> **Brief**:
Only the lines below, from the one with "if matches!(item.value, ItemValue::Var(Expr::Subscript(_)))" through the one with "Wrap statements in", are to be written out, exactly.

**** Material to process

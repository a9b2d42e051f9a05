//! Directive processors: one per directive kind, each producing the AST
//! replacement that calls into the runtime bindings.
//!
//! Shared lifting pattern: a region body moves into a fresh nested function
//! whose free variables are captured explicitly — names assigned inside and
//! bound outside become a `nonlocal` declaration, reads work through the
//! closure. Private/firstprivate/reduction variables are renamed inside the
//! region and initialized in a header block; reductions combine in a footer
//! under the team mutex.

mod datadecl;
mod parallelism;
mod synchronization;
mod tasking;
mod workdistribution;

use ahash::HashSet;
use omp_directive::names as n;
use omp_directive::{ItemValue, OmpClause, OmpDirective, OmpItem};
use omp_frontend::ast::{build, Const, Expr, FunctionDef, NameList, Stmt};
use omp_frontend::diag::SyntaxError;
use omp_frontend::walk::{collect_vars, rename};

use crate::context::{NodeContext, RUNTIME};
use crate::reduction::{instantiate_combine, instantiate_init, op_key};
use crate::symtab::Variables;

pub type Result<T> = std::result::Result<T, SyntaxError>;

/// Dispatch a parsed directive to its processor.
pub fn process(
    ctx: &mut NodeContext,
    dir: &OmpDirective,
    body: Vec<Stmt>,
) -> Result<Vec<Stmt>> {
    let owned = |owner: &str| -> Vec<&OmpClause> {
        dir.clauses.iter().filter(|c| c.directive == owner).collect()
    };
    match dir.name.as_str() {
        n::D_PARALLEL => parallelism::parallel(ctx, dir, &owned(n::D_PARALLEL), body),
        n::D_TEAMS => parallelism::teams(ctx, dir, &owned(n::D_TEAMS), body),
        n::D_FOR => workdistribution::for_loop(ctx, dir, &owned(n::D_FOR), body),
        n::D_PARALLEL_FOR => {
            let lowered = workdistribution::for_loop(ctx, dir, &owned(n::D_FOR), body)?;
            parallelism::parallel(ctx, dir, &owned(n::D_PARALLEL), lowered)
        }
        n::D_SECTIONS => workdistribution::sections(ctx, dir, &owned(n::D_SECTIONS), body),
        n::D_SECTION => Err(ctx.error(
            "`section` may only be used inside `sections`",
            dir.span,
        )),
        n::D_SINGLE => workdistribution::single(ctx, dir, &owned(n::D_SINGLE), body),
        n::D_TASK => tasking::task(ctx, dir, &owned(n::D_TASK), body),
        n::D_TASKWAIT => tasking::taskwait(ctx, dir, body),
        n::D_BARRIER => synchronization::barrier(ctx, dir, body),
        n::D_CRITICAL => synchronization::critical(ctx, dir, body),
        n::D_ATOMIC => synchronization::atomic(ctx, dir, body),
        n::D_MASTER => synchronization::master(ctx, dir, body),
        n::D_ORDERED => synchronization::ordered(ctx, dir, body),
        n::D_THREADPRIVATE => datadecl::threadprivate(ctx, dir, body),
        n::D_DECLARE_REDUCTION => datadecl::declare_reduction(ctx, dir, body),
        other => Err(ctx.error(
            format!("`{other}` directive is not implemented yet"),
            dir.span,
        )),
    }
}

pub fn check_body(ctx: &NodeContext, dir: &OmpDirective, body: &[Stmt]) -> Result<()> {
    if body.is_empty() {
        return Err(ctx.error(
            format!("`{}` requires a statement body", dir.name),
            dir.span,
        ));
    }
    Ok(())
}

/// Standalone directives take no body; a lone `pass` placeholder is fine.
pub fn check_nobody(ctx: &NodeContext, dir: &OmpDirective, body: &[Stmt]) -> Result<()> {
    let effectively_empty = body.is_empty() || matches!(body, [Stmt::Pass(_)]);
    if !effectively_empty {
        return Err(ctx.error(
            format!("`{}` does not take a statement body", dir.name),
            body[0].span(),
        ));
    }
    Ok(())
}

pub fn clause_not_implemented(ctx: &NodeContext, clause: &OmpClause) -> SyntaxError {
    ctx.error(
        format!("`{}` clause is not implemented yet", clause.name()),
        clause.span(),
    )
}

/// The single expression argument of a clause.
pub fn clause_expr(clause: &OmpClause) -> Expr {
    clause.args().items[0]
        .value
        .as_expr()
        .cloned()
        .expect("schema guarantees an expression argument")
}

/// Variable items of a data-sharing clause as (head name, item) pairs.
pub fn clause_vars<'c>(clause: &'c OmpClause) -> Vec<(String, &'c OmpItem)> {
    clause
        .args()
        .items
        .iter()
        .map(|item| {
            let name = item
                .ident()
                .expect("schema guarantees identifier-shaped items")
                .to_string();
            (name, item)
        })
        .collect()
}

/// Record clause variables into the region's data scope, rejecting
/// duplicates and (when `require_exists`) names with no visible binding.
pub fn data_add(
    ctx: &NodeContext,
    scope: &mut HashSet<String>,
    clause: &OmpClause,
    require_exists: bool,
) -> Result<Vec<String>> {
    let mut names = Vec::new();
    for (name, item) in clause_vars(clause) {
        let current = ctx.variables.final_name(&name);
        if require_exists && !ctx.variables.contains(&current) && !ctx.variables.is_global(&current)
        {
            return Err(ctx.error(
                format!("`{name}` undeclared (first use in this function)"),
                item.span(),
            ));
        }
        if !scope.insert(name.clone()) {
            return Err(ctx.error(
                format!("`{name}` appears more than once in data clauses"),
                item.span(),
            ));
        }
        names.push(name);
    }
    Ok(names)
}

/// How a renamed binding is initialized.
#[derive(Clone, Copy, PartialEq, Eq)]
pub enum RenameInit {
    /// Fresh default-constructed value (`__omp.new`), or nothing when the
    /// outer binding does not exist.
    Fresh,
    /// Copy of the outer value (`__omp.copy`).
    CopyOuter,
}

/// Rename `names` inside `body` to fresh private bindings, returning the
/// header statements that initialize them and the subset that got an
/// initializer (the ones a region-exit `del` may touch).
pub fn data_rename(
    ctx: &mut NodeContext,
    body: &mut [Stmt],
    names: &[String],
    init: RenameInit,
) -> (Vec<Stmt>, Vec<String>) {
    let mut header = Vec::new();
    let mut initialized = Vec::new();
    let mut mapping = std::collections::HashMap::new();
    for name in names {
        let old = ctx.variables.final_name(name);
        let exists = ctx.variables.contains(&old);
        let new = ctx.new_variable(name);
        match init {
            RenameInit::Fresh if exists => {
                header.push(build::assign(
                    build::name(&new, ctx.directive_span),
                    ctx.rt_call("new", vec![build::name(&old, ctx.directive_span)]),
                    ctx.directive_span,
                ));
                initialized.push(new.clone());
            }
            RenameInit::Fresh => {}
            RenameInit::CopyOuter => {
                header.push(build::assign(
                    build::name(&new, ctx.directive_span),
                    ctx.rt_call("copy", vec![build::name(&old, ctx.directive_span)]),
                    ctx.directive_span,
                ));
                initialized.push(new.clone());
            }
        }
        mapping.insert(old, new);
    }
    rename(body, &mapping);
    (header, initialized)
}

/// Lower one `reduction(op: vars)` clause: private accumulators in the
/// header, mutex-guarded combines in the footer.
pub fn reduction_setup(
    ctx: &mut NodeContext,
    clause: &OmpClause,
    scope: &mut HashSet<String>,
    body: &mut [Stmt],
    header: &mut Vec<Stmt>,
    footer: &mut Vec<Stmt>,
) -> Result<Vec<String>> {
    let op_item = clause
        .args()
        .modifier(n::M_REDUCTION_ID)
        .expect("schema requires the reduction identifier");
    let op_token = match &op_item.value {
        ItemValue::Token(t) => t.clone(),
        _ => unreachable!("reduction identifier is a raw token"),
    };
    let key = op_key(&op_token);

    let names = data_add(ctx, scope, clause, true)?;
    for (_, item) in clause_vars(clause) {
        if matches!(item.value, ItemValue::Var(Expr::Subscript(_))) {
            return Err(ctx.error("array reduction not yet supported", item.span()));
        }
    }

    let mut mapping = std::collections::HashMap::new();
    for name in &names {
        let old = ctx.variables.final_name(name);
        // A typed template wins when the variable carries an annotation.
        let typed_key = ctx
            .variables
            .type_of(&old)
            .and_then(|ann| ann.tail_name())
            .map(|t| format!("{t}.{key}"));
        let template = typed_key
            .as_deref()
            .and_then(|k| ctx.reductions.get(k))
            .or_else(|| ctx.reductions.get(&key))
            .cloned();
        let Some(template) = template else {
            return Err(ctx.error(format!("`{op_token}` is not defined"), op_item.span()));
        };
        let new = ctx.new_variable(name);
        header.extend(instantiate_init(&template, &new, &old, ctx.directive_span));
        footer.extend(mutex_guard(
            ctx,
            instantiate_combine(&template, &new, &old, ctx.directive_span),
        ));
        mapping.insert(old, new);
    }
    rename(body, &mapping);
    Ok(names)
}

/// Wrap statements in `__omp.mutex_lock()` / `try … finally unlock`.
pub fn mutex_guard(ctx: &NodeContext, stmts: Vec<Stmt>) -> Vec<Stmt> {
    vec![
        ctx.rt_stmt("mutex_lock", vec![]),
        build::try_finally(stmts, vec![ctx.rt_stmt("mutex_unlock", vec![])], ctx.directive_span),
    ]
}

/// `del` for the private bindings a region introduced.
pub fn data_delete(ctx: &NodeContext, initialized: &[String]) -> Vec<Stmt> {
    if initialized.is_empty() {
        return Vec::new();
    }
    vec![Stmt::Delete(omp_frontend::ast::Delete {
        targets: initialized
            .iter()
            .map(|n| build::name(n, ctx.directive_span))
            .collect(),
        span: ctx.directive_span,
    })]
}

/// The value of a `nowait` clause: absent → false, bare → true, or a
/// runtime expression.
pub enum NowaitVal {
    Const(bool),
    Dynamic(Expr),
}

pub fn nowait_value(ctx: &NodeContext, clause: Option<&&OmpClause>) -> NowaitVal {
    match clause {
        None => NowaitVal::Const(false),
        Some(c) => match &c.args {
            None => NowaitVal::Const(true),
            Some(args) => {
                let expr = args.items[0]
                    .value
                    .as_expr()
                    .cloned()
                    .expect("nowait argument is an expression");
                NowaitVal::Dynamic(ctx.cast_expression("bool", expr))
            }
        },
    }
}

/// Emit the implicit barrier a worksharing construct ends with, elided or
/// conditioned by `nowait`.
pub fn no_wait(ctx: &NodeContext, nowait: &NowaitVal) -> Stmt {
    match nowait {
        NowaitVal::Const(true) => build::pass(ctx.directive_span),
        NowaitVal::Const(false) => ctx.rt_stmt("barrier", vec![]),
        NowaitVal::Dynamic(expr) => Stmt::If(omp_frontend::ast::If {
            test: build::not(expr.clone(), ctx.directive_span),
            body: vec![ctx.rt_stmt("barrier", vec![])],
            orelse: vec![],
            span: ctx.directive_span,
        }),
    }
}

/// Assemble a lifted region function: compute the captured-assigned set on
/// the final statements (relative to the scope snapshot taken at region
/// entry) and prepend the `nonlocal` declaration.
pub fn assemble_function(
    ctx: &mut NodeContext,
    name: String,
    outer: &Variables,
    stmts: Vec<Stmt>,
) -> FunctionDef {
    let captured = captured_assigned(ctx, outer, &stmts);
    let mut func = build::function_def(name, ctx.directive_span);
    if !captured.is_empty() {
        func.body.push(Stmt::Nonlocal(NameList {
            names: captured,
            span: ctx.directive_span,
        }));
    }
    func.body.extend(stmts);
    func
}

/// Names assigned inside `stmts` that refer to bindings of the enclosing
/// function scope — these capture as mutable cells via `nonlocal`.
pub fn captured_assigned(ctx: &NodeContext, outer: &Variables, stmts: &[Stmt]) -> Vec<String> {
    let vars = collect_vars(stmts);
    let mut captured: Vec<String> = vars
        .stored
        .into_iter()
        .filter(|name| {
            outer.contains(name)
                && !outer.is_global(name)
                && name != &ctx.alias
                && name != "omp"
                && name != RUNTIME
        })
        .collect();
    captured.sort();
    captured
}

/// Names referenced (loaded) inside `stmts` that resolve to enclosing
/// bindings; used by `default(none)` checks.
pub fn captured_refs(ctx: &NodeContext, outer: &Variables, stmts: &[Stmt]) -> Vec<String> {
    let vars = collect_vars(stmts);
    let mut refs: Vec<String> = vars
        .loaded
        .iter()
        .chain(vars.stored.iter())
        .filter(|name| {
            outer.contains(name.as_str())
                && !outer.is_global(name.as_str())
                && name.as_str() != ctx.alias
                && name.as_str() != "omp"
                && name.as_str() != RUNTIME
        })
        .cloned()
        .collect();
    refs.sort();
    refs.dedup();
    refs
}

/// Evaluate a clause's constant item to an integer.
pub fn const_int(ctx: &NodeContext, item: &OmpItem) -> Result<i64> {
    match &item.value {
        ItemValue::Const(Const::Int(v)) => Ok(*v),
        ItemValue::Const(Const::Bool(b)) => Ok(*b as i64),
        _ => Err(ctx.error("expression must be constant", item.span())),
    }
}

********

> **Reply**:
        if matches!(item.value, ItemValue::Var(Expr::Subscript(_))) {
            return Err(ctx.error("array reduction not yet supported", item.span()));
        }
    }

    let mut mapping = std::collections::HashMap::new();
    for name in &names {
        let old = ctx.variables.final_name(name);
        // A typed template wins when the variable carries an annotation.
        let typed_key = ctx
            .variables
            .type_of(&old)
            .and_then(|ann| ann.tail_name())
            .map(|t| format!("{t}.{key}"));
        let template = typed_key
            .as_deref()
            .and_then(|k| ctx.reductions.get(k))
            .or_else(|| ctx.reductions.get(&key))
            .cloned();
        let Some(template) = template else {
            return Err(ctx.error(format!("`{op_token}` is not defined"), op_item.span()));
        };
        let new = ctx.new_variable(name);
        header.extend(instantiate_init(&template, &new, &old, ctx.directive_span));
        footer.extend(mutex_guard(
            ctx,
            instantiate_combine(&template, &new, &old, ctx.directive_span),
        ));
        mapping.insert(old, new);
    }
    rename(body, &mapping);
    Ok(names)
}

/// Wrap statements in `__omp.mutex_lock()` / `try … finally unlock`.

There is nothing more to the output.